In terms of electoral strategy, the party can’t rely on small majorities in a handful of urban districts in the East, won, for now, by party grandees of yesteryear. It has to develop a political vision that connects with significant sections of mainstream society, not just specific, highly politicized subcultures. Sadly, those within the party who have in recent years called for outreach to the working class in its full diversity, including the unemployed and older workers, have been shouted down and denigrated as reactionaries. The dominant consensus within the party has instead been to regard these sections of the working class as expendable to its success, and as a cultural obstacle to reaching younger voters: a zero-sum demographic calculus that ignores that successful parties of the left need to unite and inspire disparate groups with a unifying message, instead of micro-targeting each activist constituency with maximalist demands.

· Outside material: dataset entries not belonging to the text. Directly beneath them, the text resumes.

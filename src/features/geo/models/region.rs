use serde::Serialize;
use sqlx::types::Json;
use sqlx::FromRow;

use super::Translations;

/// Region model representing a top-level grouping such as a continent
#[derive(Debug, Clone, FromRow, Serialize)]
pub struct Region {
    pub id: i64,
    pub name: String,
    pub translations: Option<Json<Translations>>,
}
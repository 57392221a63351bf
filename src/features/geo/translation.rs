//! Name localization for regions and countries.
//!
//! Stored records carry their default-language name in `name` and an optional
//! `translations` map. States and cities have no translations.

use crate::features::geo::models::{Country, Region, Translations};

/// Records that carry localized names
pub trait Localized {
    fn default_name(&self) -> &str;

    fn translations(&self) -> Option<&Translations>;

    /// `translations[lang]` when present, otherwise the default name
    fn display_name(&self, lang: Option<&str>) -> &str {
        lang.and_then(|lang| self.translations().and_then(|t| t.get(lang)))
            .map(String::as_str)
            .unwrap_or_else(|| self.default_name())
    }
}

impl Localized for Region {
    fn default_name(&self) -> &str {
        &self.name
    }

    fn translations(&self) -> Option<&Translations> {
        self.translations.as_ref().map(|json| &json.0)
    }
}

impl Localized for Country {
    fn default_name(&self) -> &str {
        &self.name
    }

    fn translations(&self) -> Option<&Translations> {
        self.translations.as_ref().map(|json| &json.0)
    }
}

/// The language a caller asked for, if it is one names must be translated into.
///
/// Absent, empty, or default-language requests need no translation.
pub fn requested_language(lang: Option<&str>, default_language: &str) -> Option<String> {
    lang.map(str::trim)
        .filter(|lang| !lang.is_empty() && *lang != default_language)
        .map(str::to_string)
}

#[cfg(test)]
mod tests {
    use super::*;
    use sqlx::types::Json;

    fn africa() -> Region {
        Region {
            id: 1,
            name: "Africa".to_string(),
            translations: Some(Json(Translations::from([
                ("fr".to_string(), "Afrique".to_string()),
                ("de".to_string(), "Afrika".to_string()),
            ]))),
        }
    }

    #[test]
    fn test_display_name_uses_translation() {
        assert_eq!(africa().display_name(Some("fr")), "Afrique");
        assert_eq!(africa().display_name(Some("de")), "Afrika");
    }

    #[test]
    fn test_display_name_falls_back_to_default() {
        assert_eq!(africa().display_name(Some("ja")), "Africa");
        assert_eq!(africa().display_name(None), "Africa");

        let bare = Region {
            translations: None,
            ..africa()
        };
        assert_eq!(bare.display_name(Some("fr")), "Africa");
    }

    #[test]
    fn test_requested_language() {
        assert_eq!(requested_language(Some("fr"), "en"), Some("fr".to_string()));
        assert_eq!(requested_language(Some("en"), "en"), None);
        assert_eq!(requested_language(Some(""), "en"), None);
        assert_eq!(requested_language(Some("  "), "en"), None);
        assert_eq!(requested_language(None, "en"), None);
    }
}
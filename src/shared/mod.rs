pub mod constants;
pub mod test_helpers;
pub mod types;
pub mod validation;
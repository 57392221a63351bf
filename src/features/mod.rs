pub mod geo;
pub mod health;
pub mod geo_handler;
pub mod search_handler;

pub use geo_handler::*;
pub use search_handler::*;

With the staunch centrist Scholz likely to be the next chancellor, Germany urgently needs a party in Parliament that stands to the left of the SPD: as a corrective on issues of redistribution and the welfare state, as a mouthpiece for the excluded, as a voice for peace and disarmament, as an innovator in inclusive green industrial policy led by public sector investment. Yet the road to rebuilding Die Linke as such a force is steep. Only 6.6 percent of trade union members voted for the party on Sunday, compared to 17 percent in 2009, and it did even worse than the staunchly neoliberal Free Democratic Party (FDP) among this group of voters. For a party that has long seen itself as the sole remaining voice of workers, this is an unprecedented failure.

Through Die Linke’s continued parliamentary presence, voters have given it one last chance to return to its roots — and once again become the voice of Germany’s struggling working class.